On the negative side, however, Palley’s proposal fails the test of Ockham’s Razor: It is our view that Policy 1 of our Modest Proposal offers a much simpler, less politically controversial, more efficient solution: Enable the ECB to issue its own bonds not in order to buy member-state bonds but to finance the servicing of these bonds up to the Maastricht-compliant level (of 60% of GDP).

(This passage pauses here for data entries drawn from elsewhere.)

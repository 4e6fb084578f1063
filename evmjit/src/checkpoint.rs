//! Abort checkpoints.
//!
//! Every call into generated code runs inside [`capture`], which records a
//! checkpoint on a per-thread LIFO stack. Generated code aborts by calling
//! [`jit_abort`] with the handle stored in its runtime block; control comes
//! back out of the matching `capture` without any status being threaded
//! through the frames in between. Nothing between the checkpoint and the
//! abort gets a chance to clean up, so generated code must not own
//! resources other than memory held by the engine.

use std::any::Any;
use std::cell::RefCell;
use std::ffi::c_void;
use std::marker::PhantomData;
use std::panic::{self, AssertUnwindSafe};
use std::sync::atomic::{AtomicU64, Ordering};

use tracing::trace;

use crate::error::{JitError, JitResult};

thread_local! {
    static ACTIVE_CHECKPOINTS: RefCell<Vec<usize>> = const { RefCell::new(Vec::new()) };
}

static NEXT_CHECKPOINT_ID: AtomicU64 = AtomicU64::new(1);

#[derive(Debug)]
pub struct Checkpoint {
    id: u64,
    depth: usize,
    _not_send: PhantomData<*const ()>,
}

impl Checkpoint {
    pub fn id(&self) -> u64 {
        self.id
    }

    pub fn depth(&self) -> usize {
        self.depth
    }

    pub fn handle(&self) -> *const c_void {
        (self as *const Self).cast()
    }
}

#[derive(Clone, Copy, Debug, PartialEq, Eq)]
pub enum Completion<T> {
    Returned(T),
    Aborted(i32),
}

struct AbortSignal {
    checkpoint: usize,
    code: i32,
}

struct ActiveFrame {
    handle: usize,
}

impl Drop for ActiveFrame {
    fn drop(&mut self) {
        ACTIVE_CHECKPOINTS.with(|stack| {
            let popped = stack.borrow_mut().pop();
            debug_assert_eq!(popped, Some(self.handle), "checkpoint stack lost LIFO order");
        });
    }
}

pub fn depth() -> usize {
    ACTIVE_CHECKPOINTS.with(|stack| stack.borrow().len())
}

/// Runs `f` under a fresh checkpoint.
///
/// Returns `Aborted(code)` when `f` (or anything it calls) aborts to this
/// checkpoint. Panics that are not aborts pass through unchanged. The
/// checkpoint is popped on every path before this returns.
pub fn capture<T, F>(max_depth: usize, f: F) -> JitResult<Completion<T>>
where
    F: FnOnce(&Checkpoint) -> T,
{
    let depth = depth();
    if depth >= max_depth {
        return Err(JitError::CallDepthExceeded { limit: max_depth });
    }

    let checkpoint = Box::new(Checkpoint {
        id: NEXT_CHECKPOINT_ID.fetch_add(1, Ordering::Relaxed),
        depth,
        _not_send: PhantomData,
    });
    let handle = checkpoint.handle() as usize;
    ACTIVE_CHECKPOINTS.with(|stack| stack.borrow_mut().push(handle));
    let frame = ActiveFrame { handle };
    trace!(id = checkpoint.id, depth, "checkpoint captured");

    let result = panic::catch_unwind(AssertUnwindSafe(|| f(&checkpoint)));
    drop(frame);

    match result {
        Ok(value) => Ok(Completion::Returned(value)),
        Err(payload) => match payload.downcast::<AbortSignal>() {
            Ok(signal) if signal.checkpoint == handle => {
                trace!(id = checkpoint.id, code = signal.code, "resumed at checkpoint");
                Ok(Completion::Aborted(signal.code))
            }
            Ok(signal) => panic::resume_unwind(signal),
            Err(payload) => panic::resume_unwind(payload),
        },
    }
}

/// Unwinds to the checkpoint identified by `handle`.
///
/// # Panics
///
/// If `handle` is not the innermost live checkpoint of this thread. Generated
/// code only ever reads the handle out of its own runtime block, so anything
/// else is a code generation bug.
pub fn abort_to(handle: usize, code: i32) -> ! {
    let innermost = ACTIVE_CHECKPOINTS.with(|stack| stack.borrow().last().copied());
    assert!(
        innermost == Some(handle),
        "abort with status {code} raised against checkpoint {handle:#x}, which is not the innermost live checkpoint"
    );
    trace!(code, "aborting to checkpoint");
    let signal: Box<dyn Any + Send> = Box::new(AbortSignal {
        checkpoint: handle,
        code,
    });
    panic::resume_unwind(signal)
}

pub extern "C-unwind" fn jit_abort(checkpoint: *const c_void, code: i32) -> ! {
    abort_to(checkpoint as usize, code)
}
mod common;

use std::cell::RefCell;
use std::rc::Rc;
use std::sync::Arc;

use common::*;

fn caller_module() -> Module {
    let mut module = Module::new("caller");
    let subcall = module.declare_extern(
        "host.subcall",
        Signature::new(vec![], Some(Type::Word)),
        false,
    );
    let entry = module.declare_entry("main");
    let mut builder = module.builder(entry);
    let mut rt = RuntimeManager::new(&mut builder);
    let status = rt
        .builder()
        .call_extern(subcall, &[])
        .expect("subcall returns a word");
    rt.set_gas(status);
    rt.return_status(ReturnCode::Stop);
    module
}

fn aborting_module(code: ReturnCode) -> Module {
    entry_module("callee", |rt| rt.raise_abort(code))
}

#[test]
fn nested_abort_resumes_in_the_nested_call() {
    let outcomes = Rc::new(RefCell::new(Vec::new()));
    let mut hosts = HostFunctions::new();
    hosts.register_boxed(
        "host.subcall",
        0,
        Box::new(SubcallHost {
            callee: Arc::new(aborting_module(ReturnCode::BadJumpDestination)),
            gas: U256::from(100u64),
            outcomes: Rc::clone(&outcomes),
        }),
    );

    let outcome = run_with(&caller_module(), 1_000, &sample_env(), &mut Vec::new(), &mut hosts);

    assert_eq!(outcome.status, ReturnCode::Stop);
    assert_eq!(outcome.gas_left, U256::from(101u64));
    let inner = outcomes.borrow();
    assert_eq!(inner.len(), 1);
    assert_eq!(inner[0].status, ReturnCode::BadJumpDestination);
    assert_eq!(jit::checkpoint::depth(), 0);
}

#[test]
fn nested_success_does_not_disturb_the_caller() {
    let outcomes = Rc::new(RefCell::new(Vec::new()));
    let callee = entry_module("callee", |rt| {
        let one = rt.builder().const_word(U256::from(1u64));
        let gas = rt.gas();
        let left = rt.builder().binary(BinaryOp::Sub, gas, one);
        rt.set_gas(left);
        rt.return_status(ReturnCode::Stop);
    });
    let mut hosts = HostFunctions::new();
    hosts.register_boxed(
        "host.subcall",
        0,
        Box::new(SubcallHost {
            callee: Arc::new(callee),
            gas: U256::from(50u64),
            outcomes: Rc::clone(&outcomes),
        }),
    );

    let outcome = run_with(&caller_module(), 1_000, &sample_env(), &mut Vec::new(), &mut hosts);
    assert_eq!(outcome.status, ReturnCode::Stop);
    assert_eq!(outcome.gas_left, U256::ZERO);
    assert_eq!(outcomes.borrow()[0].gas_left, U256::from(49u64));
}

#[test]
fn call_depth_limit_fails_the_outer_call() {
    let mut hosts = HostFunctions::new();
    hosts.register_boxed(
        "host.subcall",
        0,
        Box::new(SubcallHost {
            callee: Arc::new(aborting_module(ReturnCode::OutOfGas)),
            gas: U256::ZERO,
            outcomes: Rc::default(),
        }),
    );
    let config = BridgeConfig {
        max_call_depth: 1,
        ..BridgeConfig::default()
    };
    let err = execute_call(
        &caller_module(),
        U256::from(10u64),
        &sample_env(),
        &mut Vec::new(),
        &mut hosts,
        &config,
    )
    .expect_err("nested call exceeds the depth limit");
    assert_eq!(err, JitError::CallDepthExceeded { limit: 1 });
    assert_eq!(jit::checkpoint::depth(), 0);
}

#[test]
fn host_errors_unwind_cleanly() {
    let mut hosts = HostFunctions::new();
    hosts.register("host.subcall", 0, |_cx: &mut HostCx<'_>, _args: &[ExecValue]| {
        Err(JitError::Host("storage unavailable".to_string()))
    });
    let err = execute_call(
        &caller_module(),
        U256::from(10u64),
        &sample_env(),
        &mut Vec::new(),
        &mut hosts,
        &BridgeConfig::default(),
    )
    .expect_err("host failure propagates");
    assert_eq!(err, JitError::Host("storage unavailable".to_string()));
    assert_eq!(jit::checkpoint::depth(), 0);
}

#[test]
fn one_module_serves_many_threads() {
    let module = Arc::new(entry_module("shared", |rt| {
        let gas = rt.gas();
        let cost = rt.builder().const_word(U256::from(21u64));
        let short = rt.builder().binary(BinaryOp::Lt, gas, cost);
        let fail = rt.builder().create_block();
        let ok = rt.builder().create_block();
        rt.builder().branch(short, fail, ok);
        rt.builder().switch_to_block(fail);
        rt.raise_abort(ReturnCode::OutOfGas);
        rt.builder().switch_to_block(ok);
        let left = rt.builder().binary(BinaryOp::Sub, gas, cost);
        rt.set_gas(left);
        rt.return_status(ReturnCode::Stop);
    }));

    std::thread::scope(|scope| {
        for worker in 0..4u64 {
            let module = Arc::clone(&module);
            scope.spawn(move || {
                let env = sample_env();
                for round in 0..50u64 {
                    let gas = worker * 10 + round;
                    let outcome = run(&module, gas, &env, &mut Vec::new());
                    if gas < 21 {
                        assert_eq!(outcome.status, ReturnCode::OutOfGas);
                    } else {
                        assert_eq!(outcome.status, ReturnCode::Stop);
                        assert_eq!(outcome.gas_left, U256::from(gas - 21));
                    }
                }
                assert_eq!(jit::checkpoint::depth(), 0);
            });
        }
    });
}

More precisely, our first criticism of Thomas Palley’s interesting and helpful proposal is that the creation of the EPFA undoubtedly requires Treaty Changes which will never come about before the euro has collapsed. Additionally, the very notion of making the ECB pay for these EPFA-issued bonds at rates considerably higher than the yields of German bonds (for reasons already explained above), in order to buy back the debt of the deficit countries, will prove not only politically unpalatable but also financially ineffective (courtesy of the interest rates of the EFPA’s bonds being significantly above Germany’s bunds). Lastly, if these EPFA bonds receive only a moderate credit rating (as they surely will), how and by which means can the ECB be instructed to purchase them (please note the difference between being given the right to purchase them and being instructed to buy them)?
Which brings us to Ockham’s Razor, the principle that, when faced with competing hypotheses or alternatives, one ought to favour the candidate which comes with the fewest new assumptions. Our Modest Proposal demands one main assumption: That the ECB’s reputation will be enhanced (or at least remain intact) in the money markets if it stops its unfunded bond purchases and, instead, issues eurobonds whose intertemporal servicing it passes on to member-states (through suitable debit accounts). In contrast, Thomas Palley’s proposal requires three new assumptions: (1) That the EFPA (and in particular its democratic governance structure) can be instituted before the euro crisis brings the euro down; (2) That the ECB can be forced to buy the EFPA’s eurobonds (whose credit rating will be perpetually insecure for reasons that Mrs Merkel will be only too happy to point out).
To conclude, there seems to us only one way in which the euro debt crisis can be resolved: The ECB must issue its own eurobonds in order to fund the servicing of the Maastricht compliant debt while, at the same time, it debits the member-states for the full intertemporal cost of this conversion loan (to be paid in the fullness of time and at interest rates slightly higher than the rock bottom yields of the ECB’s eurobonds).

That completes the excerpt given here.